The confusion matrices for the test set (clf and clf2) are better because they evaluate the models on unseen data, providing a more reliable assessment of how well the models generalize to new observations. Evaluating on training data often leads to overly optimistic results, as the model has already been optimized for this data. This distinction highlights the importance of using a separate test set for validation.

8)
To visualize and interpret feature importances in a scikit-learn Decision Tree, you can use the.feature_importances_ attribute of the trained model. This attribute provides the relative importance of each predictor variable in determining the predictions, calculated based on the reduction in the chosen criterion (e.g., Gini impurity or Shannon entropy) contributed by splits involving that feature.
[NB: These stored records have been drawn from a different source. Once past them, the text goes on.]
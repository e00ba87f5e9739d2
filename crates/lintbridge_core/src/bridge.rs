//! Bridge entry points.
//!
//! Each operation initialises the subsystem it needs on first use, delegates
//! to the matching registry, and turns every expected failure into its wire
//! result. Only precondition violations escape, as panics.

use std::path::Path;
use std::sync::Arc;

use async_trait::async_trait;
use lintbridge_cache::{BufferCache, BufferId};
use lintbridge_plugin::{Diagnostic, PluginLoader, PluginRegistry};
use tracing::warn;

use crate::{
    BridgeError, Lazy, LintFileOutcome, LoadPluginResponse, LoadedPlugin, ScriptHost, Subsystem,
    WorkspaceRegistry,
};

/// The fixed set of operations the native engine calls.
#[async_trait]
pub trait Bridge: Send + Sync {
    /// Loads a plugin module.
    ///
    /// Returns [`LoadPluginResponse`] as JSON.
    async fn load_plugin(
        &self,
        path: String,
        plugin_name: Option<String>,
        plugin_name_is_alias: bool,
    ) -> String;

    /// Replaces the rule options table.
    ///
    /// Returns `None` on success, or the error message.
    ///
    /// # Panics
    ///
    /// Panics if no plugin has been loaded yet.
    fn setup_rule_configs(&self, options_json: String) -> Option<String>;

    /// Lints one file.
    ///
    /// With `buffer` set to `None` the content cached for `buffer_id` is
    /// reused. Returns [`LintFileOutcome`] in its wire form.
    ///
    /// # Panics
    ///
    /// Panics if no plugin has been loaded, if no options table has been set
    /// up, or if `rule_ids` and `options_ids` differ in length.
    #[allow(clippy::too_many_arguments)]
    fn lint_file(
        &self,
        file_path: String,
        buffer_id: BufferId,
        buffer: Option<Vec<u8>>,
        rule_ids: Vec<u32>,
        options_ids: Vec<u32>,
        settings_json: String,
        globals_json: String,
    ) -> Option<String>;

    /// Creates workspace state for `uri`.
    ///
    /// Returns `None` once the workspace is ready, or the error message.
    async fn create_workspace(&self, uri: String) -> Option<String>;

    /// Tears down workspace state for `uri`.
    ///
    /// # Panics
    ///
    /// Panics if `create_workspace` has never completed.
    fn destroy_workspace(&self, uri: String);

    /// Loads config modules concurrently.
    ///
    /// Returns [`crate::ConfigLoadResult`] as JSON.
    async fn load_configs(&self, paths: Vec<String>) -> String;
}

/// [`Bridge`] implementation that delegates to a [`ScriptHost`].
pub struct HostBridge<H: ScriptHost + 'static> {
    host: Arc<H>,
    plugins: Lazy<PluginRegistry>,
    workspaces: Lazy<WorkspaceRegistry>,
    buffers: BufferCache,
}

impl<H: ScriptHost + 'static> HostBridge<H> {
    /// Creates a bridge with no subsystem loaded.
    pub fn new(host: Arc<H>) -> Self {
        Self {
            host,
            plugins: Lazy::new(Subsystem::Plugins),
            workspaces: Lazy::new(Subsystem::Workspaces),
            buffers: BufferCache::new(),
        }
    }

    /// Returns the script host.
    pub fn host(&self) -> &Arc<H> {
        &self.host
    }

    /// Returns the buffer cache.
    pub fn buffers(&self) -> &BufferCache {
        &self.buffers
    }

    /// Returns the plugin registry if plugin support is loaded.
    pub fn plugins(&self) -> Option<&PluginRegistry> {
        self.plugins.get()
    }

    /// Returns the workspace registry if workspace support is loaded.
    pub fn workspaces(&self) -> Option<&WorkspaceRegistry> {
        self.workspaces.get()
    }

    async fn plugin_registry(&self) -> Result<&PluginRegistry, BridgeError> {
        self.plugins
            .get_or_try_init(|| async {
                self.host.init_subsystem(Subsystem::Plugins).await?;
                let loader: Arc<dyn PluginLoader> = self.host.clone();
                Ok::<_, BridgeError>(PluginRegistry::new(loader))
            })
            .await
    }

    async fn workspace_registry(&self) -> Result<&WorkspaceRegistry, BridgeError> {
        self.workspaces
            .get_or_try_init(|| async {
                self.host.init_subsystem(Subsystem::Workspaces).await?;
                Ok::<_, BridgeError>(WorkspaceRegistry::new())
            })
            .await
    }

    fn loaded_plugins(&self, operation: &str) -> &PluginRegistry {
        match self.plugins.get() {
            Some(registry) => registry,
            None => panic!("`load_plugin` must complete before `{}`", operation),
        }
    }

    async fn try_load_plugin(
        &self,
        path: &Path,
        plugin_name: Option<&str>,
        plugin_name_is_alias: bool,
    ) -> Result<LoadedPlugin, BridgeError> {
        let registry = self.plugin_registry().await?;
        let handle = registry
            .load_plugin(path, plugin_name, plugin_name_is_alias)
            .await?;
        Ok(LoadedPlugin::from(handle.as_ref()))
    }

    #[allow(clippy::too_many_arguments)]
    fn try_lint_file(
        &self,
        registry: &PluginRegistry,
        file_path: &Path,
        buffer_id: BufferId,
        buffer: Option<Vec<u8>>,
        rule_ids: &[u32],
        options_ids: &[u32],
        settings_json: &str,
        globals_json: &str,
    ) -> Result<Vec<Diagnostic>, BridgeError> {
        let source = self.buffers.resolve(buffer_id, buffer)?;
        let diagnostics = registry.lint_file(
            file_path,
            &source,
            rule_ids,
            options_ids,
            settings_json,
            globals_json,
        )?;
        Ok(diagnostics)
    }
}

#[async_trait]
impl<H: ScriptHost + 'static> Bridge for HostBridge<H> {
    async fn load_plugin(
        &self,
        path: String,
        plugin_name: Option<String>,
        plugin_name_is_alias: bool,
    ) -> String {
        let result = self
            .try_load_plugin(Path::new(&path), plugin_name.as_deref(), plugin_name_is_alias)
            .await;
        if let Err(e) = &result {
            warn!("Failed to load plugin {}: {}", path, e);
        }
        LoadPluginResponse::from_result(result).to_json()
    }

    fn setup_rule_configs(&self, options_json: String) -> Option<String> {
        let registry = self.loaded_plugins("setup_rule_configs");
        match registry.setup_rule_configs(&options_json) {
            Ok(()) => None,
            Err(e) => {
                warn!("Invalid rule options: {}", e);
                Some(e.to_string())
            }
        }
    }

    fn lint_file(
        &self,
        file_path: String,
        buffer_id: BufferId,
        buffer: Option<Vec<u8>>,
        rule_ids: Vec<u32>,
        options_ids: Vec<u32>,
        settings_json: String,
        globals_json: String,
    ) -> Option<String> {
        let registry = self.loaded_plugins("lint_file");
        let result = self.try_lint_file(
            registry,
            Path::new(&file_path),
            buffer_id,
            buffer,
            &rule_ids,
            &options_ids,
            &settings_json,
            &globals_json,
        );

        let outcome = LintFileOutcome::from_result(result);
        if let LintFileOutcome::Error(e) = &outcome {
            warn!("Failed to lint {}: {}", file_path, e);
        }
        outcome.to_wire()
    }

    async fn create_workspace(&self, uri: String) -> Option<String> {
        match self.workspace_registry().await {
            Ok(registry) => {
                registry.create(&uri);
                None
            }
            Err(e) => Some(e.to_string()),
        }
    }

    fn destroy_workspace(&self, uri: String) {
        let Some(registry) = self.workspaces.get() else {
            panic!("`create_workspace` must complete before `destroy_workspace`");
        };
        registry.destroy(&uri);
    }

    async fn load_configs(&self, paths: Vec<String>) -> String {
        crate::load_configs(Arc::clone(&self.host), paths)
            .await
            .to_json()
    }
}

#[cfg(test)]
mod tests {
    use super::*;
    use crate::FsScriptHost;
    use pretty_assertions::assert_eq;
    use std::fs;
    use tempfile::TempDir;

    fn write_plugin(dir: &TempDir) -> String {
        let path = dir.path().join("markers.json");
        fs::write(
            &path,
            r#"{
                "meta": { "name": "markers" },
                "rules": [
                    { "name": "no-todo", "patterns": ["TODO"], "severity": "warning" },
                    { "name": "no-fixme", "patterns": ["FIXME"] }
                ]
            }"#,
        )
        .unwrap();
        path.to_string_lossy().into_owned()
    }

    #[tokio::test]
    async fn test_plugins_load_on_first_use() {
        let temp_dir = TempDir::new().unwrap();
        let bridge = HostBridge::new(Arc::new(FsScriptHost::new()));
        assert!(bridge.plugins().is_none());

        let json = bridge.load_plugin(write_plugin(&temp_dir), None, false).await;

        assert_eq!(
            json,
            r#"{"Success":{"name":"markers","rules":[{"id":0,"name":"no-todo"},{"id":1,"name":"no-fixme"}]}}"#
        );
        assert!(bridge.plugins().is_some());
        assert!(bridge.workspaces().is_none());
    }

    #[tokio::test]
    async fn test_lint_file_end_to_end() {
        let temp_dir = TempDir::new().unwrap();
        let bridge = HostBridge::new(Arc::new(FsScriptHost::new()));
        bridge.load_plugin(write_plugin(&temp_dir), None, false).await;
        assert_eq!(bridge.setup_rule_configs("[[]]".to_string()), None);

        let wire = bridge.lint_file(
            "/repo/notes.md".to_string(),
            1,
            Some(b"FIXME then TODO".to_vec()),
            vec![0, 1],
            vec![0, 0],
            "{}".to_string(),
            "{}".to_string(),
        );

        let LintFileOutcome::Diagnostics(diagnostics) =
            LintFileOutcome::from_wire(wire.as_deref()).unwrap()
        else {
            panic!("expected diagnostics, got {:?}", wire);
        };
        let names: Vec<&str> = diagnostics.iter().map(|d| d.rule_name.as_str()).collect();
        assert_eq!(names, vec!["markers/no-fixme", "markers/no-todo"]);
    }

    #[tokio::test]
    async fn test_clean_file_is_null() {
        let temp_dir = TempDir::new().unwrap();
        let bridge = HostBridge::new(Arc::new(FsScriptHost::new()));
        bridge.load_plugin(write_plugin(&temp_dir), None, false).await;
        bridge.setup_rule_configs("[[]]".to_string());

        let wire = bridge.lint_file(
            "/repo/clean.md".to_string(),
            2,
            Some(b"all good".to_vec()),
            vec![0],
            vec![0],
            "{}".to_string(),
            "{}".to_string(),
        );

        assert_eq!(wire, None);
    }

    #[test]
    #[should_panic(expected = "`load_plugin` must complete before `setup_rule_configs`")]
    fn test_setup_before_load_panics() {
        let bridge = HostBridge::new(Arc::new(FsScriptHost::new()));
        bridge.setup_rule_configs("[]".to_string());
    }

    #[test]
    #[should_panic(expected = "`create_workspace` must complete before `destroy_workspace`")]
    fn test_destroy_before_create_panics() {
        let bridge = HostBridge::new(Arc::new(FsScriptHost::new()));
        bridge.destroy_workspace("file:///repo".to_string());
    }
}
Here’s how you can visualize feature importances and identify the most important predictor for clf2:

Steps:
Access clf2.feature_importances_: This provides an array of importance scores, one for each feature.
Access clf2.feature_names_in_: This lists the names of the features used in the model, matching the order of the importance scores.
Visualize Importances: Use a bar plot to display the importance values for each feature, making it easier to interpret.
Determine the Most Important Feature: Find the feature with the highest importance score.


In [4]:
import matplotlib.pyplot as plt
import numpy as np

# Extract feature importances and feature names
feature_importances = clf2.feature_importances_
feature_names = clf2.feature_names_in_

# Identify the most important feature
most_important_feature = feature_names[np.argmax(feature_importances)]

# Visualize feature importances as a bar chart
plt.figure(figsize=(8, 6))
plt.barh(feature_names, feature_importances, color='skyblue')
plt.xlabel("Feature Importance")
plt.title("Feature Importances in clf2")
plt.grid(axis='x', linestyle='--', alpha=0.7)
plt.tight_layout()
plt.show()

most_important_feature

NameError: name 'clf2' is not defined

In linear regression, the coefficients represent the direct impact of each predictor variable on the outcome, assuming all other variables are held constant. Each coefficient indicates how much the predicted value of the target variable changes with a one-unit change in the predictor, making interpretation straightforward and additive.

In contrast, feature importances in decision trees indicate how much each predictor variable contributes to reducing uncertainty (e.g., Gini impurity or entropy) across all splits in the tree. This interpretation is less direct, as it aggregates the contributions of a feature across potentially complex interactions and non-linear relationships throughout the tree.